I have often heard the Mosaic Covenant called a republication of the Covenant of Works. What is meant when this term is used, or do different people use it differently?

Do people who teach this teach that Isreal was commanded to keep the mosaic covenant for salvation, or do they mean that within the mosiac covenant the perfect law of God that must be kept for salvation can be found??

Follow up question, Is every human being under the covenant of works, or was only Adam?? Some people teach that if you hypothetically lived a perfect life you could attain salvation, while others teach that even if you lived a perfect life you would go to hell because each individual is not under the CoW Adam was and he failed therefore all his descendants failed.


----------



## Reformed Covenanter (Dec 14, 2007)

Sonoftheday said:


> I have often heard the Mosaic Covenant called a republication of the Covenant of Works. What is meant when this term is used, or do different people use it differently?
> 
> Do people who teach this teach that Isreal was commanded to keep the mosaic covenant for salvation, or do they mean that within the mosiac covenant the perfect law of God that must be kept for salvation can be found??
> 
> Follow up question, Is every human being under the covenant of works, or was only Adam?? Some people teach that if you hypothetically lived a perfect life you could attain salvation, while others teach that even if you lived a perfect life you would go to hell because each individual is not under the CoW Adam was and he failed therefore all his descendants failed.

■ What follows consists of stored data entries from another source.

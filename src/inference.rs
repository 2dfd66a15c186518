use std::collections::{HashMap, HashSet};

use rayon::prelude::*;
use slotmap::{SecondaryMap, SlotMap};
use tracing::{debug, trace, warn};

use crate::config::{EngineConfig, MembershipSpec, RangePolicy, UndefinedPolicy, VariableSpec};
use crate::dsl::{Compiled, Expr};
use crate::error::{ConfigurationError, InferenceError};
use crate::inputs::Inputs;
use crate::math::centroid;
use crate::ops::{aggregate_into, implication};
use crate::outputs::{CrispOutput, InferenceResult, RangeWarning, RuleActivation};
use crate::rules::{Rule, RuleSpec, ZeroOne};
use crate::terms::MembershipFunction;
use crate::variable::{LinguisticVariable, Role, Universe, VariableKey};

/// Validates variable, membership and rule specs and freezes them into a
/// [`CompiledSystem`]. The first problem found aborts compilation.
pub fn compile(
    variables: &[VariableSpec],
    memberships: &[MembershipSpec],
    rules: &[RuleSpec],
    config: EngineConfig,
) -> Result<CompiledSystem, ConfigurationError> {
    let mut vars = SlotMap::with_capacity_and_key(variables.len());
    let mut names = HashMap::with_capacity(variables.len());
    let mut order = Vec::with_capacity(variables.len());

    for spec in variables {
        if names.contains_key(&spec.name) {
            return Err(ConfigurationError::DuplicateVariable(spec.name.clone()));
        }

        let universe =
            Universe::new(spec.min, spec.max, spec.resolution).ok_or_else(|| ConfigurationError::InvalidUniverse {
                variable: spec.name.clone(),
                min: spec.min,
                max: spec.max,
                resolution: spec.resolution,
            })?;
        let key = vars.insert(LinguisticVariable::new(spec.name.clone(), spec.role, universe));

        names.insert(spec.name.clone(), key);
        order.push(key);
    }

    for spec in memberships {
        let key = names
            .get(&spec.variable)
            .copied()
            .ok_or_else(|| ConfigurationError::UnknownVariable {
                context: format!("membership `{}`", spec.term),
                variable: spec.variable.clone(),
            })?;
        let membership = MembershipFunction::new(spec.shape).ok_or_else(|| ConfigurationError::MalformedShape {
            variable: spec.variable.clone(),
            term: spec.term.clone(),
            points: spec.shape.points(),
        })?;

        vars[key].add_term(spec.term.clone(), membership)?;
    }

    let mut compiled_rules = Vec::with_capacity(rules.len());
    let mut labels = HashSet::with_capacity(rules.len());

    for (i, spec) in rules.iter().enumerate() {
        let label = if spec.label.is_empty() {
            format!("R{}", i + 1)
        } else {
            spec.label.clone()
        };

        if !labels.insert(label.clone()) {
            return Err(ConfigurationError::DuplicateRuleLabel(label));
        }

        let resolver = Resolver {
            vars: &vars,
            names: &names,
            rule: &label,
        };
        let premise = resolver.premise(&spec.antecedent)?;
        let (output, term) = resolver.term(&spec.consequent.variable, &spec.consequent.term, Role::Output)?;
        let weight = ZeroOne::new(spec.consequent.weight).ok_or_else(|| ConfigurationError::InvalidWeight {
            rule: label.clone(),
            weight: spec.consequent.weight,
        })?;

        compiled_rules.push(Rule {
            label,
            premise,
            output,
            term,
            weight,
        });
    }

    let (inputs, outputs) = order.iter().copied().partition(|&key| vars[key].role() == Role::Input);

    debug!(
        variables = order.len(),
        rules = compiled_rules.len(),
        "compiled fuzzy system"
    );

    Ok(CompiledSystem {
        variables: vars,
        names,
        order,
        inputs,
        outputs,
        rules: compiled_rules,
        config,
    })
}

/// Turns name references in one rule into keys, checking roles on the way.
struct Resolver<'a> {
    vars: &'a SlotMap<VariableKey, LinguisticVariable>,
    names: &'a HashMap<String, VariableKey>,
    rule: &'a str,
}

impl Resolver<'_> {
    fn term(&self, variable: &str, term: &str, role: Role) -> Result<(VariableKey, usize), ConfigurationError> {
        let key = self
            .names
            .get(variable)
            .copied()
            .ok_or_else(|| ConfigurationError::UnknownVariable {
                context: format!("rule `{}`", self.rule),
                variable: variable.to_owned(),
            })?;
        let var = &self.vars[key];

        match (role, var.role()) {
            (Role::Input, Role::Output) => {
                return Err(ConfigurationError::AntecedentNotInput {
                    rule: self.rule.to_owned(),
                    variable: variable.to_owned(),
                })
            },
            (Role::Output, Role::Input) => {
                return Err(ConfigurationError::ConsequentNotOutput {
                    rule: self.rule.to_owned(),
                    variable: variable.to_owned(),
                })
            },
            _ => {},
        }

        let position = var.term_position(term).ok_or_else(|| ConfigurationError::UnknownTerm {
            context: format!("rule `{}`", self.rule),
            variable: variable.to_owned(),
            term: term.to_owned(),
        })?;

        Ok((key, position))
    }

    fn premise(&self, expr: &Expr) -> Result<Compiled, ConfigurationError> {
        match expr {
            Expr::Is { variable, term } => {
                let (key, position) = self.term(variable, term, Role::Input)?;
                Ok(Compiled::Is(key, position))
            },
            Expr::And(exprs) => Ok(Compiled::And(self.operands(exprs)?)),
            Expr::Or(exprs) => Ok(Compiled::Or(self.operands(exprs)?)),
            Expr::Not(expr) => Ok(Compiled::Not(Box::new(self.premise(expr)?))),
        }
    }

    fn operands(&self, exprs: &[Expr]) -> Result<Vec<Compiled>, ConfigurationError> {
        if exprs.is_empty() {
            return Err(ConfigurationError::EmptyExpression {
                rule: self.rule.to_owned(),
            });
        }

        exprs.iter().map(|expr| self.premise(expr)).collect()
    }
}

/// Summary of a compiled rule base, for reporting layers.
#[derive(Clone, Debug, PartialEq, Eq)]
pub struct SystemInfo {
    pub num_rules: usize,
    pub inputs: Vec<String>,
    pub outputs: Vec<String>,
    pub rule_labels: Vec<String>,
}

/// An immutable, validated rule base.
///
/// Holds no interior mutability, so one instance can serve any number of
/// concurrent [`infer`](Self::infer) calls.
#[derive(Clone, Debug)]
pub struct CompiledSystem {
    variables: SlotMap<VariableKey, LinguisticVariable>,
    names: HashMap<String, VariableKey>,
    order: Vec<VariableKey>,
    inputs: Vec<VariableKey>,
    outputs: Vec<VariableKey>,
    rules: Vec<Rule>,
    config: EngineConfig,
}

impl CompiledSystem {
    pub fn config(&self) -> EngineConfig {
        self.config
    }

    /// Runs fuzzification, rule evaluation, min-implication, max-aggregation
    /// and centroid defuzzification for one set of crisp inputs.
    ///
    /// Every output variable appears in the result, including ones that no
    /// rule names; those follow [`UndefinedPolicy`].
    pub fn infer(&self, inputs: &Inputs) -> Result<InferenceResult, InferenceError> {
        let (values, warnings) = self.crisp_values(inputs)?;

        let mut leaf = |key: VariableKey, term: usize| match values.get(key) {
            Some(&x) => Ok(self.variables[key].degree_at(term, x)),
            None => Err(InferenceError::InputMissing {
                variable: self.variables[key].name().to_owned(),
            }),
        };

        let mut firing_strengths = Vec::with_capacity(self.rules.len());

        for rule in &self.rules {
            let strength = rule.firing_strength(&mut leaf)?;

            trace!(rule = %rule.label, strength, "rule fired");
            firing_strengths.push(RuleActivation {
                label: rule.label.clone(),
                strength,
            });
        }

        let mut outputs = Vec::with_capacity(self.outputs.len());

        for &key in &self.outputs {
            let var = &self.variables[key];
            let universe = var.universe();
            let mut aggregate = vec![0.; universe.samples().len()];

            for (rule, activation) in self.rules.iter().zip(&firing_strengths) {
                // A zero-strength rule implies the empty set
                if rule.output != key || activation.strength <= 0. {
                    continue;
                }

                aggregate_into(&mut aggregate, implication(var.sampled_at(rule.term), activation.strength));
            }

            let (value, fallback) = match centroid(universe.samples(), &aggregate) {
                Some(value) => (value, false),
                None => match self.config.undefined_policy {
                    UndefinedPolicy::Midpoint => {
                        debug!(variable = var.name(), "no activation, reporting universe midpoint");
                        (universe.midpoint(), true)
                    },
                    UndefinedPolicy::Error => {
                        return Err(InferenceError::Undefined {
                            variable: var.name().to_owned(),
                        })
                    },
                },
            };

            outputs.push(CrispOutput {
                variable: var.name().to_owned(),
                value,
                aggregate,
                fallback,
            });
        }

        Ok(InferenceResult {
            firing_strengths,
            outputs,
            warnings,
        })
    }

    /// Evaluates every input set independently, in parallel. Result `i`
    /// always belongs to `batch[i]`, and one failing item does not affect
    /// the others.
    pub fn infer_batch(&self, batch: &[Inputs]) -> Vec<Result<InferenceResult, InferenceError>> {
        batch.par_iter().map(|inputs| self.infer(inputs)).collect()
    }

    /// Checks the supplied names against the input variables and applies the
    /// range policy.
    fn crisp_values(
        &self,
        inputs: &Inputs,
    ) -> Result<(SecondaryMap<VariableKey, f64>, Vec<RangeWarning>), InferenceError> {
        if let Some(name) = inputs
            .0
            .keys()
            .filter(|name| !self.is_input(name))
            .min()
        {
            return Err(InferenceError::UnknownInput { name: name.clone() });
        }

        let mut values = SecondaryMap::with_capacity(self.inputs.len());
        let mut warnings = Vec::new();

        for &key in &self.inputs {
            let var = &self.variables[key];
            let Some(value) = inputs.get(var.name()) else {
                continue;
            };

            if !value.is_finite() {
                return Err(InferenceError::NonFiniteInput {
                    variable: var.name().to_owned(),
                    value,
                });
            }

            let universe = var.universe();
            let value = if universe.contains(value) {
                value
            } else {
                match self.config.range_policy {
                    RangePolicy::Strict => {
                        return Err(InferenceError::InputRange {
                            variable: var.name().to_owned(),
                            value,
                            min: universe.min(),
                            max: universe.max(),
                        })
                    },
                    RangePolicy::Clamp => {
                        let clamped_to = universe.clamp(value);

                        warn!(variable = var.name(), value, clamped_to, "input outside universe, clamped");
                        warnings.push(RangeWarning {
                            variable: var.name().to_owned(),
                            value,
                            clamped_to,
                        });
                        clamped_to
                    },
                }
            };

            values.insert(key, value);
        }

        Ok((values, warnings))
    }

    fn is_input(&self, name: &str) -> bool {
        self.names
            .get(name)
            .is_some_and(|&key| self.variables[key].role() == Role::Input)
    }

    pub fn variable(&self, name: &str) -> Option<&LinguisticVariable> {
        self.names.get(name).map(|&key| &self.variables[key])
    }

    /// All variables in declaration order.
    pub fn variables(&self) -> impl Iterator<Item = &LinguisticVariable> {
        self.order.iter().map(|&key| &self.variables[key])
    }

    pub fn input_names(&self) -> impl Iterator<Item = &str> {
        self.inputs.iter().map(|&key| self.variables[key].name())
    }

    pub fn output_names(&self) -> impl Iterator<Item = &str> {
        self.outputs.iter().map(|&key| self.variables[key].name())
    }

    pub fn rule_labels(&self) -> impl Iterator<Item = &str> {
        self.rules.iter().map(|rule| rule.label.as_str())
    }

    /// Degree of `value` in `term` of `variable`, clamped into the universe.
    pub fn degree(&self, variable: &str, term: &str, value: f64) -> Option<f64> {
        self.variable(variable)?.degree(term, value)
    }

    pub fn fuzzify(&self, variable: &str, value: f64) -> Option<Vec<(&str, f64)>> {
        self.variable(variable).map(|var| var.fuzzify(value))
    }

    pub fn membership_curve(&self, variable: &str, term: &str) -> Option<&[f64]> {
        self.variable(variable)?.membership_curve(term)
    }

    pub fn info(&self) -> SystemInfo {
        SystemInfo {
            num_rules: self.rules.len(),
            inputs: self.input_names().map(str::to_owned).collect(),
            outputs: self.output_names().map(str::to_owned).collect(),
            rule_labels: self.rule_labels().map(str::to_owned).collect(),
        }
    }
}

Good question; I think it means that Israel was commanded to keep the law as a way of salvation; if this is true it cannot be correct as the Lord told them in the preamble to the Decalogue "I have redeemed you from the house of slavery".


----------



## ReformationArt (Dec 14, 2007)

The law is referred to as a *typological* republication of the covenant of works. So you see a works principle operating with national Israel (do this and live). However at this point in history it is a servant of the covenant of grace, so there is NO SALVATION BY LAW KEEPING. However as a nation, you see the Lord dealing with them based on their unfaithfulness at times (wilderness wanderings, exile, etc).


----------



## SRoper (Dec 14, 2007)

There was a rather lengthy thread on this topic.

Horton, the Mosaic Covenant, and the WCF


----------



## javajedi (Dec 14, 2007)

I'll take a few, brief, stabs at this.

It can't be, because, post-fall, no one can obey God w/o first being saved. It's not about their salvation. The sacrificial system was codified because the people would sin and needed that atoned for. There is no thought that they could be saved by following the Mosaic law. That was older Dispensational teaching.

As ReformationArt pointed out there are ties. But it's not regarding salvation. The punishments deal with loss of physical blessings (land, good crops, protection from enemies). Also, throughout the Law there is the appeal to the heart and to love God (to follow God inwardly, not just outwardly) - circumcision of the heart (Deuteronomy 10:16, 30:6).

You also have the continuity with the Abrahamic covenant (the Covenant of Grace). The whole purpose of the Exodus was God being faithful to His promises to Abraham and his descendants. So the Mosaic Covenant grows out of the Abrahamic. You can't split them up.

Hope this helps some.


----------



## Dr Mike Kear (Dec 14, 2007)

What's this about Republican Cows?


----------



## Sonoftheday (Dec 15, 2007)

> What's this about Republican Cows?


Its what you get when you cross an Elephant and a Cow.

Im glad to see another Okie!


----------



## Bygracealone (Dec 15, 2007)

SRoper said:


> There was a rather lengthy thread on this topic.
> 
> Horton, the Mosaic Covenant, and the WCF



Why was that thread closed?  I was looking forward to hearing Dr. Clark's response to Pastor Winzer...


----------



## javajedi (Dec 15, 2007)

SRoper said:


> There was a rather lengthy thread on this topic.
> 
> Horton, the Mosaic Covenant, and the WCF



Thanks for the link - some good info.


----------